There's A Dinosaur In My Chrysanthemums

Dinney the Dinosaur, 11 years in the making, is the first handsome brute in a garden of dinosaurs planned by his 78-year-old creator.

Rivian Taylor PSL and Villager

Claude Bell and "Dinney"
Photo from the Palm Springs Life Archives
 
(Republished from the September 1975 issue of Palm Springs Life magazine)

Anyone who passes by Cabazon, a little town a few miles northwest of Palm Springs on Interstate 10, can’t possibly miss the life-size model of a dinosaur that towers above the desert floor.

The 150-foot-long and 45-foot-tall steel-and-concrete brontosaurus. 11 years in the making, has been unavoidably noticeable to thousands of motorists traveling the freeway between Los Angeles and Palm Springs over the past decade.

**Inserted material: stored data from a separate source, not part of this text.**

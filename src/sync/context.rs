use tokio::sync::watch;

use super::checkpoint::{Checkpoint, CompletedPlaylist, SyncState};
use super::{SyncResult, SyncSummary};

/// State carried through one sync run.
///
/// The summary is append-only. Checkpoints are written from here and only when a
/// playlist finishes; partial results never reach the checkpoint.
pub struct SyncContext<'a> {
    summary: SyncSummary,
    completed: Vec<CompletedPlaylist>,
    checkpoint: Option<&'a dyn Checkpoint>,
    shutdown: watch::Receiver<bool>,
}

impl<'a> SyncContext<'a> {
    pub fn new(shutdown: watch::Receiver<bool>) -> Self {
        Self {
            summary: SyncSummary::default(),
            completed: Vec::new(),
            checkpoint: None,
            shutdown,
        }
    }

    /// A context that never sees a shutdown request.
    pub fn detached() -> Self {
        let (_tx, rx) = watch::channel(false);
        Self::new(rx)
    }

    /// Attach a checkpoint and restore any progress it holds.
    pub async fn with_checkpoint(mut self, checkpoint: &'a dyn Checkpoint) -> Self {
        match checkpoint.load().await {
            Ok(Some(state)) => {
                log::info!(
                    "Resuming from checkpoint: {} playlist(s) already done",
                    state.completed.len()
                );
                for done in &state.completed {
                    self.summary.push(done.result.clone());
                }
                self.completed = state.completed;
            }
            Ok(None) => {}
            Err(e) => log::warn!("Ignoring unreadable checkpoint: {:#}", e),
        }
        self.checkpoint = Some(checkpoint);
        self
    }

    pub fn is_completed(&self, playlist_id: &str) -> bool {
        self.completed.iter().any(|c| c.playlist_id == playlist_id)
    }

    pub fn shutdown_requested(&self) -> bool {
        *self.shutdown.borrow()
    }

    pub fn shutdown_receiver(&self) -> watch::Receiver<bool> {
        self.shutdown.clone()
    }

    pub fn summary(&self) -> &SyncSummary {
        &self.summary
    }

    pub fn into_summary(self) -> SyncSummary {
        self.summary
    }

    pub fn mark_interrupted(&mut self) {
        self.summary.interrupted = true;
    }

    /// Append a finished playlist and checkpoint the run.
    pub async fn record_completed(&mut self, playlist_id: &str, result: SyncResult) {
        self.completed.push(CompletedPlaylist {
            playlist_id: playlist_id.to_string(),
            result: result.clone(),
        });
        self.summary.push(result);
        self.save().await;
    }

    /// Append a playlist that was cut short; it stays eligible for the next run.
    pub fn record_partial(&mut self, result: SyncResult) {
        self.summary.push(result);
    }

    /// Remove saved progress after a run that processed everything.
    pub async fn finish(&self) {
        if let Some(checkpoint) = self.checkpoint {
            if let Err(e) = checkpoint.clear().await {
                log::warn!("Failed to clear checkpoint: {:#}", e);
            }
        }
    }

    async fn save(&self) {
        let Some(checkpoint) = self.checkpoint else {
            return;
        };

        let state = SyncState {
            completed: self.completed.clone(),
            updated_at: chrono::Utc::now().timestamp(),
        };
        if let Err(e) = checkpoint.save(&state).await {
            log::warn!("Failed to save checkpoint: {:#}", e);
        }
    }
}

#[cfg(test)]
mod tests {
    use super::*;
    use crate::sync::SyncAction;
    use crate::sync::checkpoint::MockCheckpoint;

    #[tokio::test]
    async fn test_restores_progress_from_checkpoint() {
        let mut checkpoint = MockCheckpoint::new();
        checkpoint.expect_load().returning(|| {
            Ok(Some(SyncState {
                completed: vec![CompletedPlaylist {
                    playlist_id: "pl1".into(),
                    result: SyncResult::new("Done", SyncAction::Created),
                }],
                updated_at: 0,
            }))
        });
        checkpoint.expect_save().times(1).returning(|_| Ok(()));

        let mut ctx = SyncContext::detached().with_checkpoint(&checkpoint).await;
        assert!(ctx.is_completed("pl1"));
        assert!(!ctx.is_completed("pl2"));
        assert_eq!(ctx.summary().created, 1);

        ctx.record_completed("pl2", SyncResult::skipped("Empty", "playlist is empty"))
            .await;
        assert!(ctx.is_completed("pl2"));
        assert_eq!(ctx.summary().total_playlists, 2);
    }

    #[tokio::test]
    async fn test_checkpoint_failures_are_not_fatal() {
        let mut checkpoint = MockCheckpoint::new();
        checkpoint
            .expect_load()
            .returning(|| Err(color_eyre::eyre::eyre!("corrupt")));
        checkpoint
            .expect_save()
            .returning(|_| Err(color_eyre::eyre::eyre!("disk full")));

        let mut ctx = SyncContext::detached().with_checkpoint(&checkpoint).await;
        ctx.record_completed("a", SyncResult::new("A", SyncAction::Skipped))
            .await;
        assert_eq!(ctx.summary().total_playlists, 1);
    }

    #[tokio::test]
    async fn test_partial_results_are_not_checkpointed() {
        let mut checkpoint = MockCheckpoint::new();
        checkpoint.expect_load().returning(|| Ok(None));
        checkpoint
            .expect_save()
            .withf(|state| {
                state.completed.len() == 1 && state.completed[0].playlist_id == "done"
            })
            .times(1)
            .returning(|_| Ok(()));

        let mut ctx = SyncContext::detached().with_checkpoint(&checkpoint).await;
        ctx.record_partial(SyncResult::new("Cut Short", SyncAction::Skipped));
        ctx.record_completed("done", SyncResult::new("Done", SyncAction::Created))
            .await;

        assert_eq!(ctx.summary().total_playlists, 2);
        assert!(!ctx.is_completed("cut"));
    }

    #[test]
    fn test_shutdown_flag_is_observed() {
        let (tx, rx) = watch::channel(false);
        let ctx = SyncContext::new(rx);
        assert!(!ctx.shutdown_requested());
        tx.send(true).unwrap();
        assert!(ctx.shutdown_requested());
    }
}
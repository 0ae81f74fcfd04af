//! Bounded retries with exponential backoff around every catalog call.
//!
//! Each invocation walks `Attempting(n) -> Success | Retrying(delay) | Failed`.
//! Failures are classified first; only retryable kinds are retried, and a
//! rate-limit response with a server-provided `Retry-After` waits exactly that long.

use std::future::Future;
use std::sync::Arc;
use std::time::Duration;

use backon::{BackoffBuilder, ExponentialBuilder};
use rand::Rng;
use serde::{Deserialize, Serialize};

use crate::error::{CatalogError, ClassifiedError, RetryError};

#[derive(Debug, Clone, PartialEq, Serialize, Deserialize)]
#[serde(default)]
pub struct RetryPolicy {
    pub max_attempts: u32,
    pub base_delay_ms: u64,
    pub max_delay_ms: u64,
    pub backoff_multiplier: f64,
    pub jitter: bool,
}

impl Default for RetryPolicy {
    fn default() -> Self {
        Self {
            max_attempts: 3,
            base_delay_ms: 1000,
            max_delay_ms: 30_000,
            backoff_multiplier: 2.0,
            jitter: true,
        }
    }
}

impl RetryPolicy {
    fn backoff(&self) -> impl Iterator<Item = Duration> {
        ExponentialBuilder::default()
            .with_min_delay(Duration::from_millis(self.base_delay_ms))
            .with_max_delay(Duration::from_millis(self.max_delay_ms))
            .with_factor(self.backoff_multiplier as f32)
            .with_max_times(self.max_attempts as usize)
            .build()
    }
}

/// Suspension point for backoff and throttle delays.
///
/// Production code sleeps on the tokio timer; tests substitute a virtual clock.
#[async_trait::async_trait]
pub trait Sleeper: Send + Sync {
    async fn sleep(&self, duration: Duration);
}

pub struct TokioSleeper;

#[async_trait::async_trait]
impl Sleeper for TokioSleeper {
    async fn sleep(&self, duration: Duration) {
        tokio::time::sleep(duration).await;
    }
}

/// What to do after attempt `n` failed.
#[derive(Debug, Clone, PartialEq)]
pub enum RetryDecision {
    Retry(Duration),
    GiveUp,
}

#[derive(Clone)]
pub struct RetryExecutor {
    policy: Arc<RetryPolicy>,
    sleeper: Arc<dyn Sleeper>,
}

impl RetryExecutor {
    pub fn new(policy: Arc<RetryPolicy>, sleeper: Arc<dyn Sleeper>) -> Self {
        Self { policy, sleeper }
    }

    pub fn policy(&self) -> &RetryPolicy {
        &self.policy
    }

    pub fn sleeper(&self) -> &Arc<dyn Sleeper> {
        &self.sleeper
    }

    /// Decide whether a failed attempt is retried and after how long.
    ///
    /// `backoff_delay` is the un-jittered exponential delay for this attempt.
    pub fn decide(
        &self,
        attempt: u32,
        error: &ClassifiedError,
        backoff_delay: Duration,
    ) -> RetryDecision {
        if !error.retryable() || attempt >= self.policy.max_attempts {
            return RetryDecision::GiveUp;
        }

        if let Some(retry_after_ms) = error.retry_after_ms() {
            return RetryDecision::Retry(Duration::from_millis(retry_after_ms));
        }

        let delay = if self.policy.jitter {
            backoff_delay.mul_f64(rand::rng().random_range(0.5..=1.0))
        } else {
            backoff_delay
        };
        RetryDecision::Retry(delay)
    }

    /// Run `op` until it succeeds, fails with a non-retryable error, or runs out of attempts.
    pub async fn run<T, F, Fut>(&self, operation: &str, mut op: F) -> Result<T, RetryError>
    where
        F: FnMut() -> Fut,
        Fut: Future<Output = Result<T, CatalogError>>,
    {
        let max_delay = Duration::from_millis(self.policy.max_delay_ms);
        let mut backoff = self.policy.backoff();
        let mut attempt = 1;

        loop {
            let error = match op().await {
                Ok(value) => {
                    if attempt > 1 {
                        log::debug!("{} succeeded on attempt {}", operation, attempt);
                    }
                    return Ok(value);
                }
                Err(error) => ClassifiedError::from(error),
            };

            let backoff_delay = backoff.next().unwrap_or(max_delay);
            match self.decide(attempt, &error, backoff_delay) {
                RetryDecision::Retry(delay) => {
                    log::warn!(
                        "{} failed (attempt {}/{}), retrying in {:?}: {}",
                        operation,
                        attempt,
                        self.policy.max_attempts,
                        delay,
                        error
                    );
                    self.sleeper.sleep(delay).await;
                    attempt += 1;
                }
                RetryDecision::GiveUp => {
                    if error.retryable() {
                        log::error!(
                            "{} failed after {} attempt(s): {}",
                            operation,
                            attempt,
                            error
                        );
                    } else {
                        log::debug!("{} failed with non-retryable error: {}", operation, error);
                    }
                    return Err(RetryError {
                        operation: operation.to_string(),
                        attempts: attempt,
                        source: error,
                    });
                }
            }
        }
    }
}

First, there was the steel mesh skeleton. It stood along the freeway for some eight years, begging the question, “What is it?” until the long, swooping neck and head were added, giving the outline definite form.

In 1972 the dinosaur finally got its skin as workmen sprayed gunite, a fine, sandy cement, over the wire mesh shell of the statue.

The brontosaurus seemed to come to life. With its rough-textured green hide, bulging shoulder muscles and curling tail, the prehistoric beast looked … well, it looked positively prehistoric.

The finishing touches took a couple more years, though, and meantime the lifelike dinosaur remained little more than a gigantic oddity for passing motorists to gawk at. Of course, they could get out of their cars and walk up to the beast, and their kids could climb up on its huge feet. Still, they probably couldn’t help but wonder what it was all about.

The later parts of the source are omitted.